** What you have to do **
With the line containing "pub fn enable_timing(&self)" as the first and the final line of the entries as the last, repeat exactly the lines in that span, including both.

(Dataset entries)
══════

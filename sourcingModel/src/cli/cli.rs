use clap::{Parser, Subcommand};

#[derive(Parser)]
#[command(author, version, about = "Weighted cost/risk/logistics sourcing comparison", long_about = None)]
pub struct Args {
    #[command(subcommand)]
    command: Option<Command>,

    #[arg(short, long, global = true, help = "JSON file overriding the built-in model inputs")]
    config: Option<String>,

    #[arg(short, long, global = true, default_value = ".")]
    output_dir: String,

    #[arg(long, global = true, help = "Write outputs into a per-run timestamped subdirectory", default_value_t = false)]
    timestamped: bool,

    #[arg(long, global = true, help = "Skip writing PNG charts", default_value_t = false)]
    no_plots: bool,

    #[arg(long, global = true, default_value_t = false)]
    enable_timing: bool,

    #[arg(long, global = true, default_value_t = false)]
    debug_logging: bool,
}

#[derive(Subcommand, Clone, Debug, PartialEq)]
pub enum Command {
    /// Composite scores, rankings, CSV export and bar charts
    Score,
    /// Grid search for weights that produce the target winners
    Weights {
        #[arg(long, help = "Search the whole simplex at this step instead of the configured grid")]
        full_step: Option<f64>,

        #[arg(long, help = "Country that must win before the threshold")]
        before_winner: Option<String>,

        #[arg(long, help = "Country that must win after the threshold")]
        after_winner: Option<String>,
    },
    /// Logistic-normalized damage and FX risk scores
    Risk {
        #[arg(long, help = "Multiply each column's standard deviation by this factor")]
        temperature_factor: Option<f64>,
    },
    /// Per-unit cost projections while production yield ramps up
    CostRamp,
}

impl Args {
    pub fn command(&self) -> Command {
        self.command.clone().unwrap_or(Command::Score)
    }

    pub fn config(&self) -> Option<&str> {
        self.config.as_deref()
    }

    pub fn output_dir(&self) -> &str {
        &self.output_dir
    }

    pub fn timestamped(&self) -> bool {
        self.timestamped
    }

    pub fn no_plots(&self) -> bool {
        self.no_plots
    }

    pub fn enable_timing(&self) -> bool {
        self.enable_timing
    }

    pub fn debug_logging(&self) -> bool {
        self.debug_logging
    }
}

#[cfg(test)]
mod tests {
    use super::*;

    #[test]
    fn defaults_to_score_command() {
        let args = Args::parse_from(["sourcing-model"]);
        assert_eq!(args.command(), Command::Score);
        assert_eq!(args.output_dir(), ".");
        assert!(!args.no_plots());
    }

    #[test]
    fn parses_weights_subcommand_with_global_flags() {
        let args = Args::parse_from([
            "sourcing-model",
            "weights",
            "--full-step",
            "0.01",
            "--before-winner",
            "USA",
            "--no-plots",
        ]);
        assert_eq!(
            args.command(),
            Command::Weights {
                full_step: Some(0.01),
                before_winner: Some("USA".to_string()),
                after_winner: None,
            }
        );
        assert!(args.no_plots());
    }
}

══════

** Answer **
    pub fn enable_timing(&self) -> bool {
        self.enable_timing
    }

    pub fn debug_logging(&self) -> bool {
        self.debug_logging
    }
}

#[cfg(test)]
mod tests {
    use super::*;

    #[test]
    fn defaults_to_score_command() {
        let args = Args::parse_from(["sourcing-model"]);
        assert_eq!(args.command(), Command::Score);
        assert_eq!(args.output_dir(), ".");
        assert!(!args.no_plots());
    }

    #[test]
    fn parses_weights_subcommand_with_global_flags() {
        let args = Args::parse_from([
            "sourcing-model",
            "weights",
            "--full-step",
            "0.01",
            "--before-winner",
            "USA",
            "--no-plots",
        ]);
        assert_eq!(
            args.command(),
            Command::Weights {
                full_step: Some(0.01),
                before_winner: Some("USA".to_string()),
                after_winner: None,
            }
        );
        assert!(args.no_plots());
    }
}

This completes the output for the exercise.